The history of butters is complex. First, humans churned milk to form butter. Later, they created apple butter and peanut butter. After the invention of peanut butter, there were no new butters created for many years. However, in recent years there has been a butter renaissance. At the beginning of this explosion of new butters, other nuts were pulverized and substances like cashew butter and almond butter gained popularity.
Most butters created up to this point offered some level of nutritional value. However, everything changed with the next butter. The gateway butter for cookie butter is a substance called “Nutella”. Nutella is basically chocolate butter. It is a chocolate spread with a few pulverized hazelnuts in it, to con the public into thinking that it is a somewhat healthy-ish substance. But Nutella isn’t fooling anyone.
After more and more people experimented with chocolate butter, the door was opened for a butter that made no excuses for its bold lack of nutrition: cookie butter. Cookie butter is made by pulverizing cookies and adding oil until the desired consistency is reached. These viscous, oily cookies can be eaten with a spoon, mixed with ice cream or made into Nutella and cookie butter sandwiches. Cookie butter is an important part of any weight gain program.

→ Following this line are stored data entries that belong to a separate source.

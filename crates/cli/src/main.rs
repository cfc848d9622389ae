mod call_commands;
mod property_commands;

use {
    clap::{Parser, Subcommand},
    tracing::debug,
    tracing_subscriber::{EnvFilter, fmt, layer::SubscriberExt, util::SubscriberInitExt},
};

#[derive(Parser)]
#[command(name = "webcall", version, about = "webcall: HTTP calls described by property files")]
struct Cli {
    #[command(subcommand)]
    command: Commands,

    #[command(flatten)]
    sources: property_commands::SourceArgs,

    /// Log level (trace, debug, info, warn, error).
    #[arg(long, global = true, env = "WEBCALL_LOG_LEVEL", default_value = "warn")]
    log_level: String,

    /// Output logs as JSON instead of human-readable.
    #[arg(long, global = true, default_value_t = false)]
    json_logs: bool,
}

#[derive(Subcommand)]
enum Commands {
    /// Print the resolved value of a property.
    Get {
        key: String,
        /// Value used when the key is missing.
        #[arg(long)]
        default: Option<String>,
        /// Read the value as a number.
        #[arg(long)]
        numeric: bool,
    },
    /// List every loaded key.
    Keys,
    /// Show the request the loaded properties describe.
    Request,
    /// Perform the request the loaded properties describe.
    Call(call_commands::CallArgs),
}

fn init_telemetry(cli: &Cli) {
    let filter =
        EnvFilter::try_from_default_env().unwrap_or_else(|_| EnvFilter::new(&cli.log_level));

    if cli.json_logs {
        tracing_subscriber::registry()
            .with(filter)
            .with(
                fmt::layer()
                    .json()
                    .with_target(true)
                    .with_thread_ids(false)
                    .with_writer(std::io::stderr),
            )
            .init();
    } else {
        tracing_subscriber::registry()
            .with(filter)
            .with(
                fmt::layer()
                    .with_target(false)
                    .with_thread_ids(false)
                    .with_ansi(true)
                    .with_writer(std::io::stderr),
            )
            .init();
    }
}

#[tokio::main]
async fn main() -> anyhow::Result<()> {
    dotenvy::dotenv().ok();
    let cli = Cli::parse();
    init_telemetry(&cli);

    debug!(version = env!("CARGO_PKG_VERSION"), "webcall starting");

    let props = property_commands::build_loader(&cli.sources)?;

    match cli.command {
        Commands::Get {
            key,
            default,
            numeric,
        } => property_commands::get(&props, &key, default.as_deref(), numeric),
        Commands::Keys => {
            property_commands::keys(&props);
            Ok(())
        },
        Commands::Request => call_commands::show_request(&props),
        Commands::Call(args) => call_commands::call(&props, args).await,
    }
}
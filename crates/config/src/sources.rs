//! Accessors for the variable stores placeholders can read from.
//!
//! The loader never touches `std::env` or the process-wide property store
//! directly; it goes through a [`VariableSource`] so callers (and tests) can
//! swap in fixed values.

use std::{
    path::MAIN_SEPARATOR_STR,
    sync::{LazyLock, PoisonError, RwLock},
};

use crate::collection::{PropertyCollection, eq_ignore_case};

/// A read-only view over named string variables.
pub trait VariableSource: Send + Sync {
    /// Exact-name lookup.
    fn get(&self, name: &str) -> Option<String>;

    /// All variables, in the order a case-insensitive scan should visit them.
    fn entries(&self) -> Vec<(String, String)>;

    /// First variable whose name equals `name` ignoring case.
    fn get_ignore_case(&self, name: &str) -> Option<String> {
        self.entries()
            .into_iter()
            .find(|(k, _)| eq_ignore_case(k, name))
            .map(|(_, v)| v)
    }
}

/// The real process environment.
#[derive(Debug, Clone, Copy, Default)]
pub struct ProcessEnvironment;

impl VariableSource for ProcessEnvironment {
    fn get(&self, name: &str) -> Option<String> {
        std::env::var(name).ok()
    }

    fn entries(&self) -> Vec<(String, String)> {
        // Variables that are not valid unicode cannot be substituted into text.
        std::env::vars_os()
            .filter_map(|(k, v)| Some((k.into_string().ok()?, v.into_string().ok()?)))
            .collect()
    }
}

static SYSTEM_PROPERTIES: LazyLock<RwLock<PropertyCollection>> =
    LazyLock::new(|| RwLock::new(platform_properties()));

fn platform_properties() -> PropertyCollection {
    let mut props = PropertyCollection::new();
    props.insert("os.name", std::env::consts::OS);
    props.insert("os.arch", std::env::consts::ARCH);
    props.insert("os.family", std::env::consts::FAMILY);
    props.insert("file.separator", MAIN_SEPARATOR_STR);
    props.insert("path.separator", if cfg!(windows) { ";" } else { ":" });
    props.insert("line.separator", if cfg!(windows) { "\r\n" } else { "\n" });
    if let Ok(dir) = std::env::current_dir() {
        props.insert("user.dir", dir.display().to_string());
    }
    if let Some(dirs) = directories::BaseDirs::new() {
        props.insert("user.home", dirs.home_dir().display().to_string());
    }
    props.insert("webcall.version", env!("CARGO_PKG_VERSION"));
    props
}

/// The process-wide named-property store.
///
/// Seeded with platform values (`os.name`, `user.dir`, `user.home`, ...) on
/// first use and shared by every loader in the process.
#[derive(Debug, Clone, Copy, Default)]
pub struct SystemProperties;

impl SystemProperties {
    /// Set a property, returning the previous value.
    pub fn set(name: impl Into<String>, value: impl Into<String>) -> Option<String> {
        SYSTEM_PROPERTIES
            .write()
            .unwrap_or_else(PoisonError::into_inner)
            .insert(name, value)
    }

    /// Remove a property, returning its value.
    pub fn remove(name: &str) -> Option<String> {
        SYSTEM_PROPERTIES
            .write()
            .unwrap_or_else(PoisonError::into_inner)
            .remove(name)
    }

    pub fn property(name: &str) -> Option<String> {
        SYSTEM_PROPERTIES
            .read()
            .unwrap_or_else(PoisonError::into_inner)
            .get(name)
            .map(str::to_string)
    }
}

impl VariableSource for SystemProperties {
    fn get(&self, name: &str) -> Option<String> {
        Self::property(name)
    }

    fn entries(&self) -> Vec<(String, String)> {
        SYSTEM_PROPERTIES
            .read()
            .unwrap_or_else(PoisonError::into_inner)
            .iter()
            .map(|(k, v)| (k.to_string(), v.to_string()))
            .collect()
    }
}

/// A fixed, ordered set of variables.
#[derive(Debug, Clone, Default)]
pub struct StaticVariables {
    vars: Vec<(String, String)>,
}

impl StaticVariables {
    pub fn new() -> Self {
        Self::default()
    }

    pub fn with(mut self, name: impl Into<String>, value: impl Into<String>) -> Self {
        self.vars.push((name.into(), value.into()));
        self
    }
}

impl<K: Into<String>, V: Into<String>> FromIterator<(K, V)> for StaticVariables {
    fn from_iter<I: IntoIterator<Item = (K, V)>>(iter: I) -> Self {
        Self {
            vars: iter.into_iter().map(|(k, v)| (k.into(), v.into())).collect(),
        }
    }
}

impl VariableSource for StaticVariables {
    fn get(&self, name: &str) -> Option<String> {
        self.vars
            .iter()
            .find(|(k, _)| k == name)
            .map(|(_, v)| v.clone())
    }

    fn entries(&self) -> Vec<(String, String)> {
        self.vars.clone()
    }
}
//! Loading resources compiled into the binary.

use {
    include_dir::{Dir, include_dir},
    webcall_config::{PropertyLoader, StaticVariables},
};

static RESOURCES: Dir<'static> = include_dir!("$CARGO_MANIFEST_DIR/tests/fixtures");

fn loader() -> PropertyLoader {
    PropertyLoader::new()
        .with_environment(StaticVariables::new())
        .with_resources(RESOURCES.clone())
}

#[test]
fn embedded_includes_are_followed() {
    let mut props = loader();
    props.load_resource("embedded/base.properties").unwrap();

    assert_eq!(props.keys(), vec!["Embedded", "Extra"]);
    assert_eq!(props.value("Extra").as_deref(), Some("yes-extra"));
}

#[test]
fn reloading_an_embedded_resource_is_skipped() {
    let mut props = loader();
    props.load_resource("embedded/extra.properties").unwrap();
    props.load_resource("embedded/base.properties").unwrap();

    // The include of extra.properties was already loaded and is skipped.
    assert_eq!(props.keys(), vec!["Extra", "Embedded"]);
    assert_eq!(props.loaded_sources().count(), 2);
}
//! Performs web calls described by a [`WebRequest`].
//!
//! Every call logs one `SEND` line before the request goes out and one
//! `RECV` line once the response is read, both tagged with the request's
//! logger name.

use std::time::Instant;

use {
    serde::de::DeserializeOwned,
    serde_json::{Map, Value},
    tracing::info,
};

use crate::{
    body::{Body, encoding_for},
    error::{Result, WebError},
    request::WebRequest,
    response::WebResponse,
};

/// Performs a [`WebRequest`], decoding the response as bytes, text or JSON.
#[derive(Debug, Clone)]
pub struct WebComponent {
    request: WebRequest,
}

impl WebComponent {
    pub fn new(request: WebRequest) -> Self {
        Self { request }
    }

    pub fn request(&self) -> &WebRequest {
        &self.request
    }

    pub fn request_mut(&mut self) -> &mut WebRequest {
        &mut self.request
    }

    /// Perform the call and return the raw response body.
    pub async fn fetch_bytes(&self, body: Option<Body>) -> Result<WebResponse<Vec<u8>>> {
        let response = self.execute(body).await?;
        let summary = if response.data.is_empty() {
            "n/a".to_string()
        } else {
            format!("{} bytes.", response.data.len())
        };
        self.log_received(&response, &summary);
        Ok(response)
    }

    /// Perform the call and decode the body with the request's charset.
    pub async fn fetch_text(&self, body: Option<Body>) -> Result<WebResponse<String>> {
        let response = self.execute(body).await?;
        let text = self.decode_text(&response.data)?;
        self.log_received(&response, &text);
        Ok(response.map(|_| text))
    }

    /// Perform the call and parse the body as JSON into `T`.
    pub async fn fetch_json<T: DeserializeOwned>(&self, body: Option<Body>) -> Result<WebResponse<T>> {
        let response = self.fetch_text(body).await?;
        let value = self.request.json_codec.decode(&response.data)?;
        let data: T = serde_json::from_value(value)?;
        Ok(response.map(|_| data))
    }

    async fn execute(&self, body: Option<Body>) -> Result<WebResponse<Vec<u8>>> {
        let request = &self.request;
        let url = request
            .url
            .as_deref()
            .map(str::trim)
            .filter(|u| !u.is_empty())
            .ok_or(WebError::MissingUrl)?;
        let method = request.method.ok_or(WebError::MissingMethod)?;
        match (method.requires_body(), body.is_some()) {
            (true, false) => return Err(WebError::MissingBody { method }),
            (false, true) => return Err(WebError::UnexpectedBody { method }),
            _ => {},
        }

        let client = self.build_client()?;
        let mut builder = client.request(method.to_reqwest(), url);
        for (name, value) in &request.headers {
            builder = builder.header(name.as_str(), value.as_str());
        }

        let description = match body {
            Some(body) => {
                let prepared = body.prepare(&*request.json_codec).await?;
                if let Some(content_type) = prepared.content_type
                    && !request
                        .headers
                        .iter()
                        .any(|(n, _)| n.eq_ignore_ascii_case(reqwest::header::CONTENT_TYPE.as_str()))
                {
                    builder = builder.header(reqwest::header::CONTENT_TYPE, content_type);
                }
                builder = builder.body(prepared.content);
                prepared.description
            },
            None => "n/a".to_string(),
        };

        info!(
            logger = %request.logger_name,
            url,
            method = %method,
            headers = %self.headers_json(&request.headers),
            body = %description,
            "SEND"
        );

        let started = Instant::now();
        let response = builder.send().await?;
        let duration = started.elapsed();

        let status = response.status().as_u16();
        let headers = response
            .headers()
            .iter()
            .map(|(name, value)| {
                (
                    name.as_str().to_string(),
                    String::from_utf8_lossy(value.as_bytes()).into_owned(),
                )
            })
            .collect();
        let data = response.bytes().await?.to_vec();

        Ok(WebResponse {
            status,
            duration,
            headers,
            data,
        })
    }

    /// A fresh client per call so each request's timeouts and TLS apply.
    fn build_client(&self) -> Result<reqwest::Client> {
        let mut builder = reqwest::Client::builder()
            .connect_timeout(self.request.connect_timeout())
            .read_timeout(self.request.read_timeout());
        if self.request.is_secure()
            && let Some(tls) = &self.request.tls
        {
            builder = tls.configure(builder)?;
        }
        Ok(builder.build()?)
    }

    fn decode_text(&self, bytes: &[u8]) -> Result<String> {
        match self.request.response_charset.as_deref() {
            Some(charset) => {
                let (text, _, _) = encoding_for(charset)?.decode(bytes);
                Ok(text.into_owned())
            },
            None => Ok(String::from_utf8_lossy(bytes).into_owned()),
        }
    }

    fn log_received<T>(&self, response: &WebResponse<T>, body: &str) {
        info!(
            logger = %self.request.logger_name,
            url = self.request.url.as_deref().unwrap_or_default(),
            method = self.request.method.map(|m| m.as_str()).unwrap_or_default(),
            status = response.status,
            elapsed_ms = response.duration.as_millis() as u64,
            headers = %self.headers_json(&response.headers),
            body,
            "RECV"
        );
    }

    fn headers_json(&self, headers: &[(String, String)]) -> String {
        let map: Map<String, Value> = headers
            .iter()
            .map(|(n, v)| (n.clone(), Value::String(v.clone())))
            .collect();
        self.request
            .json_codec
            .encode(&Value::Object(map))
            .unwrap_or_else(|e| format!("<unavailable: {e}>"))
    }
}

For now, the world can enjoy cookie butter while it eagerly awaits the arrival Twinkie butter, Sour Patch Kids butter and marshmallow butter… Oh, Wait… We already have marshmallow butter.
This is as disgusting as raw cookie dough stirred into ice cream (I’m lookin’ at you, Ben and Jerry’s.) If you can’t make yourself a decent batch of dark chocolate bourbon fudge to satisfy the call of insulin, stay out of the kitchen.